─── Task data ───

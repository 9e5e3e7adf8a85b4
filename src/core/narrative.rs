/// The step scheduler: initialization, rule passes, convergence, and rendering.
///
/// A caller builds a `Narrative` and drives `step()` in a loop until the
/// returned events end with the terminal sentinel.

use rand::rngs::StdRng;
use rand::{RngCore, SeedableRng};
use std::collections::HashMap;
use std::path::{Path, PathBuf};
use thiserror::Error;
use tracing::{debug, info, warn};

use crate::core::action::{Action, ActionEngine, BodyResult};
use crate::core::fingerprint::{fingerprint, Fingerprint};
use crate::core::grammar::{GrammarError, GrammarSet};
use crate::core::log::EventLog;
use crate::core::world::{World, WorldError};
use crate::schema::event::StoryEvent;
use crate::schema::noun::{Noun, NounId};

/// Offset between the simulation seed and the rendering seed, so prose
/// generation never consumes the simulation's random sequence.
const RENDER_SEED_OFFSET: u64 = 7919;

#[derive(Debug, Error)]
pub enum NarrativeError {
    #[error("world error: {0}")]
    World(#[from] WorldError),
    #[error("grammar error: {0}")]
    Grammar(#[from] GrammarError),
    #[error("IO error: {0}")]
    Io(#[from] std::io::Error),
    #[error("RON error: {0}")]
    Ron(#[from] ron::error::SpannedError),
    #[error("narrative halted after a failed step")]
    Halted,
}

/// The one-time routine run by the first `step()`.
pub type Initializer = Box<dyn Fn(&mut World) -> BodyResult>;

/// Lifecycle of a run. Transitions are linear.
#[derive(Debug, Clone, Copy, PartialEq, Eq)]
pub enum Phase {
    NotStarted,
    Initializing,
    Running,
    Terminated,
    /// A step returned an error. The world may hold partial mutations,
    /// so every later `step()` refuses to run.
    Failed,
}

/// When a run counts as converged.
#[derive(Debug, Clone, Copy, PartialEq, Eq, Default)]
pub enum Convergence {
    /// End when a step produces no events, or when the world fingerprint
    /// is unchanged from the previous step.
    #[default]
    NoEventsOrStableState,
    /// End only when a step produces no events. Non-mutating event cycles
    /// keep narrating until the caller stops stepping.
    NoEventsOnly,
}

/// A running story world.
pub struct Narrative {
    world: World,
    engine: ActionEngine,
    initialize: Option<Initializer>,
    discourse: GrammarSet,
    convergence: Convergence,
    log: EventLog,
    state_history: Vec<Fingerprint>,
    step_count: u64,
    phase: Phase,
    render_rng: StdRng,
}

/// Builder for constructing a `Narrative`.
pub struct NarrativeBuilder {
    nouns: Vec<Noun>,
    nouns_ron: Vec<String>,
    nouns_paths: Vec<PathBuf>,
    actions: Vec<Action>,
    initialize: Option<Initializer>,
    discourse: GrammarSet,
    discourse_ron: Vec<String>,
    discourse_paths: Vec<PathBuf>,
    convergence: Convergence,
    seed: u64,
    rng: Option<Box<dyn RngCore>>,
}

impl Narrative {
    pub fn builder() -> NarrativeBuilder {
        NarrativeBuilder {
            nouns: Vec::new(),
            nouns_ron: Vec::new(),
            nouns_paths: Vec::new(),
            actions: Vec::new(),
            initialize: None,
            discourse: GrammarSet::default(),
            discourse_ron: Vec::new(),
            discourse_paths: Vec::new(),
            convergence: Convergence::default(),
            seed: 0,
            rng: None,
        }
    }

    pub fn world(&self) -> &World {
        &self.world
    }

    /// Direct world access for callers that set up or poke at state
    /// between steps.
    pub fn world_mut(&mut self) -> &mut World {
        &mut self.world
    }

    pub fn events(&self) -> &EventLog {
        &self.log
    }

    pub fn state_history(&self) -> &[Fingerprint] {
        &self.state_history
    }

    pub fn step_count(&self) -> u64 {
        self.step_count
    }

    pub fn phase(&self) -> Phase {
        self.phase
    }

    pub fn discourse(&self) -> &GrammarSet {
        &self.discourse
    }

    /// True once the terminal sentinel is the last logged event.
    pub fn is_over(&self) -> bool {
        self.log.is_ended()
    }

    /// Advance the story by one step and return the events it produced.
    ///
    /// The first call runs the initialization routine if there is one.
    /// After termination every call returns an empty list. After an error
    /// the run is `Failed` and every call returns `NarrativeError::Halted`.
    pub fn step(&mut self) -> Result<Vec<StoryEvent>, NarrativeError> {
        if self.phase == Phase::Failed {
            return Err(NarrativeError::Halted);
        }
        if self.is_over() {
            return Ok(Vec::new());
        }

        let result = self.advance();
        if let Err(err) = &result {
            warn!(step = self.step_count, error = %err, "step failed");
            self.phase = Phase::Failed;
        }
        result
    }

    fn advance(&mut self) -> Result<Vec<StoryEvent>, NarrativeError> {
        if self.step_count == 0 {
            if let Some(init) = &self.initialize {
                self.phase = Phase::Initializing;
                let events = init(&mut self.world)?;
                for event in &events {
                    self.log.push(event.clone());
                }
                self.step_count += 1;
                self.phase = Phase::Running;
                debug!(events = events.len(), "initialized");
                return Ok(events);
            }
        }
        self.phase = Phase::Running;

        let mut events = self.engine.run(&mut self.world, &mut self.log)?;

        let print = fingerprint(self.world.nouns(), self.world.relations());
        let unchanged = self.state_history.last() == Some(&print);
        self.state_history.push(print);
        self.step_count += 1;
        debug!(
            step = self.step_count,
            events = events.len(),
            fingerprint = %print,
            "step complete"
        );

        let stable = unchanged && self.convergence == Convergence::NoEventsOrStableState;
        if events.is_empty() || stable {
            info!(
                step = self.step_count,
                no_events = events.is_empty(),
                "narrative converged"
            );
            self.log.push(StoryEvent::end());
            events.push(StoryEvent::end());
            self.phase = Phase::Terminated;
        }

        Ok(events)
    }

    /// Serialize an event as a name tuple.
    pub fn dump(&self, event: &StoryEvent) -> Result<Vec<String>, NarrativeError> {
        Ok(self.world.dump(event)?)
    }

    /// Bindings handed to the discourse grammar for one event:
    /// `subject`, `subject_<prop>`, `object`, `object_<prop>`.
    pub fn bindings(&self, event: &StoryEvent) -> Result<HashMap<String, String>, NarrativeError> {
        let mut bindings = HashMap::new();
        let roles = [("subject", event.subject()), ("object", event.object())];
        for (role, id) in roles {
            if let Some(id) = id {
                self.bind_noun(&mut bindings, role, id)?;
            }
        }
        Ok(bindings)
    }

    fn bind_noun(
        &self,
        bindings: &mut HashMap<String, String>,
        role: &str,
        id: NounId,
    ) -> Result<(), NarrativeError> {
        let noun = self.world.get(id)?;
        bindings.insert(role.to_string(), noun.name.clone());
        for (key, value) in &noun.properties {
            bindings.insert(format!("{}_{}", role, key), value.to_string());
        }
        Ok(())
    }

    /// Render an event to prose through the discourse grammar, using the
    /// verb as the entry rule.
    pub fn render(&mut self, event: &StoryEvent) -> Result<String, NarrativeError> {
        let bindings = self.bindings(event)?;
        Ok(self
            .discourse
            .expand(event.verb(), &bindings, &mut self.render_rng)?)
    }

    pub fn render_all(&mut self, events: &[StoryEvent]) -> Result<Vec<String>, NarrativeError> {
        events.iter().map(|ev| self.render(ev)).collect()
    }

    /// `step()` followed by `render()` on each produced event.
    pub fn step_and_render(&mut self) -> Result<Vec<String>, NarrativeError> {
        let events = self.step()?;
        self.render_all(&events)
    }
}

impl std::fmt::Debug for Narrative {
    fn fmt(&self, f: &mut std::fmt::Formatter<'_>) -> std::fmt::Result {
        f.debug_struct("Narrative")
            .field("world", &self.world)
            .field("engine", &self.engine)
            .field("phase", &self.phase)
            .field("step_count", &self.step_count)
            .field("events", &self.log.len())
            .finish_non_exhaustive()
    }
}

impl NarrativeBuilder {
    pub fn noun(mut self, noun: Noun) -> Self {
        self.nouns.push(noun);
        self
    }

    pub fn with_nouns(mut self, nouns: impl IntoIterator<Item = Noun>) -> Self {
        self.nouns.extend(nouns);
        self
    }

    /// Nouns as a RON list, appended after directly provided nouns.
    pub fn nouns_from_ron(mut self, ron: &str) -> Self {
        self.nouns_ron.push(ron.to_string());
        self
    }

    pub fn nouns_ron_file(mut self, path: impl AsRef<Path>) -> Self {
        self.nouns_paths.push(path.as_ref().to_path_buf());
        self
    }

    /// Append a rule. Rules run in the order they are added.
    pub fn action(mut self, action: Action) -> Self {
        self.actions.push(action);
        self
    }

    pub fn with_actions(mut self, actions: impl IntoIterator<Item = Action>) -> Self {
        self.actions.extend(actions);
        self
    }

    pub fn initialize<F>(mut self, init: F) -> Self
    where
        F: Fn(&mut World) -> BodyResult + 'static,
    {
        self.initialize = Some(Box::new(init));
        self
    }

    pub fn with_discourse(mut self, grammar: GrammarSet) -> Self {
        self.discourse.merge(grammar);
        self
    }

    /// Discourse rules as RON; later sources override earlier ones.
    pub fn discourse_from_ron(mut self, ron: &str) -> Self {
        self.discourse_ron.push(ron.to_string());
        self
    }

    pub fn discourse_ron_file(mut self, path: impl AsRef<Path>) -> Self {
        self.discourse_paths.push(path.as_ref().to_path_buf());
        self
    }

    pub fn convergence(mut self, convergence: Convergence) -> Self {
        self.convergence = convergence;
        self
    }

    pub fn seed(mut self, seed: u64) -> Self {
        self.seed = seed;
        self
    }

    /// Replace the seeded random source behind `World::choice`.
    pub fn rng(mut self, rng: impl RngCore + 'static) -> Self {
        self.rng = Some(Box::new(rng));
        self
    }

    pub fn build(self) -> Result<Narrative, NarrativeError> {
        let mut nouns = self.nouns;
        for ron in &self.nouns_ron {
            let parsed: Vec<Noun> = ron::from_str(ron)?;
            nouns.extend(parsed);
        }
        for path in &self.nouns_paths {
            let contents = std::fs::read_to_string(path)?;
            let parsed: Vec<Noun> = ron::from_str(&contents)?;
            nouns.extend(parsed);
        }

        let mut discourse = self.discourse;
        for ron in &self.discourse_ron {
            discourse.merge(GrammarSet::parse_ron(ron)?);
        }
        for path in &self.discourse_paths {
            discourse.merge(GrammarSet::load_from_ron(path)?);
        }

        let rng: Box<dyn RngCore> = match self.rng {
            Some(rng) => rng,
            None => Box::new(StdRng::seed_from_u64(self.seed)),
        };
        let world = World::with_rng(nouns, rng)?;
        debug!(
            nouns = world.nouns().len(),
            actions = self.actions.len(),
            rules = discourse.rules.len(),
            "narrative built"
        );

        Ok(Narrative {
            world,
            engine: ActionEngine::new(self.actions),
            initialize: self.initialize,
            discourse,
            convergence: self.convergence,
            log: EventLog::new(),
            state_history: Vec::new(),
            step_count: 0,
            phase: Phase::NotStarted,
            render_rng: StdRng::seed_from_u64(self.seed.wrapping_add(RENDER_SEED_OFFSET)),
        })
    }
}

───

→ What this task involves
Each line of the material above that contains the string "contents" adds one to the count; report the final count only.

→ Completed task
2